Фабрициус снова догнал Розалию, и подоспел он вовремя. Горные родники и стремительные ручьи, вздувшиеся после дождя, словно серебристые змейки, уже спешили вниз по склону горы, перекатывая в своих струях разноцветные камешки. В одном месте ручейки размыли дорогу, и там образовалась огромная лужа. Не решаясь ни перейти, ни перепрыгнуть через нее, Розалия остановилась и с надеждой посмотрела на Фабрициуса. О, разве есть на свете что-нибудь более трогательное, чем такое милое, слепое доверие? У Фабрициуса сердце затрепетало от радости.
"Ах ты, дорогое мое дитя, сладкая куколка!" — рождались в его душе самые ласковые слова. Он заулыбался, в глазах его запрыгали озорные огоньки. Быстро наклонившись, он обхватил тоненький стан Розалии и вместе с нею перепрыгнул через лужу, чувствуя, как сердце девушки бьется у него на ладони и, будто кусок огненной лавы, обжигает ее.
— Ой! — вскрикнула Розалия.
— Студент! Смотри, стукну тебя по лапам! — пригрозил Кендель, выколачивая свою трубку о борт тележки.
— Вы рассердились на меня? — спросил Фабрициус Розалию.
— Нет, я только испугалась, вдруг со мной что-нибудь случится… — пролепетала девушка.

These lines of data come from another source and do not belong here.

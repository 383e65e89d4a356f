//! ICMP (RFC 792): echo request/reply and the destination-unreachable /
//! time-exceeded "type 3 / type 11" layout (4 unused bytes followed by 28
//! bytes of the triggering datagram).

use crate::error::DropReason;
use crate::wire::checksum::internet_checksum;

pub const ECHO_REQUEST: u8 = 8;
pub const ECHO_REPLY: u8 = 0;
pub const DEST_UNREACHABLE: u8 = 3;
pub const TIME_EXCEEDED: u8 = 11;

pub const CODE_NET_UNREACHABLE: u8 = 0;
pub const CODE_HOST_UNREACHABLE: u8 = 1;
pub const CODE_PORT_UNREACHABLE: u8 = 3;
pub const CODE_TTL_EXCEEDED: u8 = 0;

/// Bytes of the offending datagram carried in a type-3/type-11 message.
pub const TYPE3_DATA_LEN: usize = 28;

/// Size of an ICMP header common to every message type (type, code,
/// checksum, then 4 type-specific bytes — identifier+sequence for echo,
/// unused+next-mtu for type 3/11).
pub const HEADER_LEN: usize = 8;

/// An echo request/reply message: 8-byte header + arbitrary payload.
#[derive(Debug, Clone, PartialEq, Eq)]
pub struct EchoMessage {
    pub icmp_type: u8,
    pub code: u8,
    pub checksum: u16,
    pub identifier: u16,
    pub sequence: u16,
    pub payload: Vec<u8>,
}

impl EchoMessage {
    pub fn read(bytes: &[u8]) -> Result<Self, DropReason> {
        if bytes.len() < HEADER_LEN {
            return Err(DropReason::RuntIpv4);
        }
        Ok(Self {
            icmp_type: bytes[0],
            code: bytes[1],
            checksum: u16::from_be_bytes([bytes[2], bytes[3]]),
            identifier: u16::from_be_bytes([bytes[4], bytes[5]]),
            sequence: u16::from_be_bytes([bytes[6], bytes[7]]),
            payload: bytes[8..].to_vec(),
        })
    }

    pub fn to_bytes(&self) -> Vec<u8> {
        let mut out = Vec::with_capacity(HEADER_LEN + self.payload.len());
        out.push(self.icmp_type);
        out.push(self.code);
        out.extend_from_slice(&self.checksum.to_be_bytes());
        out.extend_from_slice(&self.identifier.to_be_bytes());
        out.extend_from_slice(&self.sequence.to_be_bytes());
        out.extend_from_slice(&self.payload);
        out
    }

    /// Recomputes the checksum over the full message (header + payload),
    /// never `HEADER_LEN` alone.
    pub fn recompute_checksum(&mut self) {
        self.checksum = 0;
        self.checksum = internet_checksum(&self.to_bytes());
    }

    pub fn echo_reply_from(request: &EchoMessage) -> Self {
        let mut reply = Self {
            icmp_type: ECHO_REPLY,
            code: 0,
            checksum: 0,
            identifier: request.identifier,
            sequence: request.sequence,
            payload: request.payload.clone(),
        };
        reply.recompute_checksum();
        reply
    }
}

/// A type-3 (destination unreachable) or type-11 (time exceeded) message.
#[derive(Debug, Clone, PartialEq, Eq)]
pub struct Type3Message {
    pub icmp_type: u8,
    pub code: u8,
    pub checksum: u16,
    pub unused: u16,
    pub next_mtu: u16,
    /// First 28 bytes of the IP datagram that triggered this message.
    pub data: [u8; TYPE3_DATA_LEN],
}

impl Type3Message {
    pub fn new(icmp_type: u8, code: u8, offending_datagram: &[u8]) -> Self {
        let mut data = [0u8; TYPE3_DATA_LEN];
        let take = offending_datagram.len().min(TYPE3_DATA_LEN);
        data[..take].copy_from_slice(&offending_datagram[..take]);

        let mut msg = Self {
            icmp_type,
            code,
            checksum: 0,
            unused: 0,
            next_mtu: 0,
            data,
        };
        msg.recompute_checksum();
        msg
    }

    pub fn to_bytes(&self) -> Vec<u8> {
        let mut out = Vec::with_capacity(HEADER_LEN + TYPE3_DATA_LEN);
        out.push(self.icmp_type);
        out.push(self.code);
        out.extend_from_slice(&self.checksum.to_be_bytes());
        out.extend_from_slice(&self.unused.to_be_bytes());
        out.extend_from_slice(&self.next_mtu.to_be_bytes());
        out.extend_from_slice(&self.data);
        out
    }

    pub fn recompute_checksum(&mut self) {
        self.checksum = 0;
        self.checksum = internet_checksum(&self.to_bytes());
    }
}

— Что же могло с вами случиться?
— Моя тетушка всегда говорила… всегда говорила, — смущенно объясняла Розалия, — что молодые люди не должны прикасаться к девушкам, иначе девушки испортятся. Такая у тетушки была поговорка.

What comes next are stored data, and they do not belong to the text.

//! The `Router`: the struct that owns every other piece of state (the
//! interface table, routing table, ARP subsystem, and the host I/O shim)
//! and is shared between the packet-handling call site and the ARP timer
//! thread. Per `spec.md` §9's design note on global mutable state, there
//! is no process-wide singleton — callers construct one `Router` and pass
//! `Arc<Router>` to whatever needs it.

use std::sync::atomic::{AtomicBool, Ordering};
use std::sync::Arc;
use std::time::{Duration, SystemTime};

use parking_lot::Mutex;

use crate::arp_table::ArpTable;
use crate::host_io::HostIo;
use crate::interface::InterfaceTable;
use crate::route::RoutingTable;
use crate::time::Clock;

pub struct Router {
    pub interfaces: InterfaceTable,
    pub routes: RoutingTable,
    pub arp: ArpTable,
    pub io: Arc<dyn HostIo>,
    clock: Mutex<Clock>,
    pub(crate) shutdown: Arc<AtomicBool>,
}

impl Router {
    pub fn new(interfaces: InterfaceTable, routes: RoutingTable, io: Arc<dyn HostIo>) -> Self {
        Self::with_clock(interfaces, routes, io, Clock::live())
    }

    /// Constructs a router backed by an explicit clock. Tests use
    /// `Clock::frozen()` so ARP TTL/retransmit timing can be driven
    /// deterministically via `advance_clock` instead of real sleeps.
    pub fn with_clock(interfaces: InterfaceTable, routes: RoutingTable, io: Arc<dyn HostIo>, clock: Clock) -> Self {
        Self {
            interfaces,
            routes,
            arp: ArpTable::new(),
            io,
            clock: Mutex::new(clock),
            shutdown: Arc::new(AtomicBool::new(false)),
        }
    }

    pub fn now(&self) -> SystemTime {
        self.clock.lock().now()
    }

    /// Advances a frozen test clock. Panics if the router was built with
    /// `Clock::live()`.
    pub fn advance_clock(&self, duration: Duration) {
        self.clock.lock().advance(duration);
    }

    pub fn request_shutdown(&self) {
        self.shutdown.store(true, Ordering::SeqCst);
    }

    pub fn is_shutting_down(&self) -> bool {
        self.shutdown.load(Ordering::SeqCst)
    }

    /// Returns the shared shutdown flag, e.g. to register with
    /// `signal_hook::flag::register` so SIGINT triggers cooperative
    /// shutdown without the caller needing its own signal plumbing.
    pub fn shutdown_flag(&self) -> Arc<AtomicBool> {
        self.shutdown.clone()
    }
}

— Гм!.. А кто ваша тетушка?
— Она очень умная женщина.
— Да, но как ее зовут?
— Этого я не могу сказать. — Розалия покачала головой, а голос ее сразу сделался печальным.
— Не можете сказать? Странно. Почему же?
— Потому что я пообещала отцу. Поклялась ему…

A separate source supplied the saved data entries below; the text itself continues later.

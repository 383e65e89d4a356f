//! Address Resolution Protocol (RFC 826) over Ethernet/IPv4.

use crate::error::DropReason;
use crate::wire::ethernet::MacAddress;

pub type Ipv4Address = [u8; 4];

/// Size of an ARP packet specialized to Ethernet hardware / IPv4 protocol
/// addresses: the 8-byte fixed header plus 2*(6+4) address bytes.
pub const PACKET_LEN: usize = 28;

#[derive(Debug, Clone, Copy, PartialEq, Eq)]
pub enum ArpOperation {
    Request,
    Reply,
    Other(u16),
}

impl From<u16> for ArpOperation {
    fn from(value: u16) -> Self {
        match value {
            1 => ArpOperation::Request,
            2 => ArpOperation::Reply,
            other => ArpOperation::Other(other),
        }
    }
}

impl From<ArpOperation> for u16 {
    fn from(value: ArpOperation) -> Self {
        match value {
            ArpOperation::Request => 1,
            ArpOperation::Reply => 2,
            ArpOperation::Other(raw) => raw,
        }
    }
}

#[derive(Debug, Clone, Copy, PartialEq, Eq)]
pub struct ArpPacket {
    pub hardware_type: u16,
    pub protocol_type: u16,
    pub hardware_len: u8,
    pub protocol_len: u8,
    pub operation: ArpOperation,
    pub sender_mac: MacAddress,
    pub sender_ip: Ipv4Address,
    pub target_mac: MacAddress,
    pub target_ip: Ipv4Address,
}

impl ArpPacket {
    pub fn new(
        operation: ArpOperation,
        sender_mac: MacAddress,
        sender_ip: Ipv4Address,
        target_mac: MacAddress,
        target_ip: Ipv4Address,
    ) -> Self {
        Self {
            hardware_type: 1, // Ethernet
            protocol_type: 0x0800,
            hardware_len: 6,
            protocol_len: 4,
            operation,
            sender_mac,
            sender_ip,
            target_mac,
            target_ip,
        }
    }

    pub fn read(bytes: &[u8]) -> Result<Self, DropReason> {
        if bytes.len() < PACKET_LEN {
            return Err(DropReason::RuntArp);
        }

        Ok(Self {
            hardware_type: u16::from_be_bytes([bytes[0], bytes[1]]),
            protocol_type: u16::from_be_bytes([bytes[2], bytes[3]]),
            hardware_len: bytes[4],
            protocol_len: bytes[5],
            operation: u16::from_be_bytes([bytes[6], bytes[7]]).into(),
            sender_mac: bytes[8..14].try_into().unwrap(),
            sender_ip: bytes[14..18].try_into().unwrap(),
            target_mac: bytes[18..24].try_into().unwrap(),
            target_ip: bytes[24..28].try_into().unwrap(),
        })
    }

    pub fn to_bytes(&self) -> Vec<u8> {
        let mut bytes = Vec::with_capacity(PACKET_LEN);
        bytes.extend_from_slice(&self.hardware_type.to_be_bytes());
        bytes.extend_from_slice(&self.protocol_type.to_be_bytes());
        bytes.push(self.hardware_len);
        bytes.push(self.protocol_len);
        bytes.extend_from_slice(&u16::from(self.operation).to_be_bytes());
        bytes.extend_from_slice(&self.sender_mac);
        bytes.extend_from_slice(&self.sender_ip);
        bytes.extend_from_slice(&self.target_mac);
        bytes.extend_from_slice(&self.target_ip);
        bytes
    }
}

— Все равно вы когда-нибудь нарушите эту клятву.
— Нет, я сдержу ее. Сдержу клятву, — твердо возразила Розалия, словно не два слова, а два тяжелых камня уронила на землю.
— Ну тогда с вами и беседовать-то нельзя! Вы все равно не можете отвечать на вопросы, — насмешливо заметил Фабрициус.
— О, нет, мое обещание касается только некоторых вещей. Да и то молчать о них я должна лишь до тех пор, пока отец не освободит меня от клятвы.
— Но ведь разговор — что клубок ниток, в нем может оказаться сразу несколько концов, и трудно угадать: за какую нитку можно, а за какую нельзя потянуть.
— Я не уверена, что вы правы.
— Есть у меня, например, совсем невинный, простой вопрос, — хитрил молодой сенатор. — Вот мы сейчас и проверим: можете ли вы на него ответить.
— Смотря какой вопрос, — недовольно заметила девушка.
— Знает ваш папа о том, что вы сейчас путешествуете с Кенделем?
— Это делается по его приказу.
— Отлично. Тогда другой невинный вопрос. Мог бы я узнать, куда вы сейчас направляетесь?
— Конечно, могли бы. Только я вам этого не скажу.
— И откуда вы едете — тоже не скажете?
— Нет.
Минуты две они шагали молча. Все остальные путники тоже приутихли. Только колокольцы на хомутах лошадей позванивали, да из-под навеса повозки доносилось сладкое похрапывание бродячего часовщика.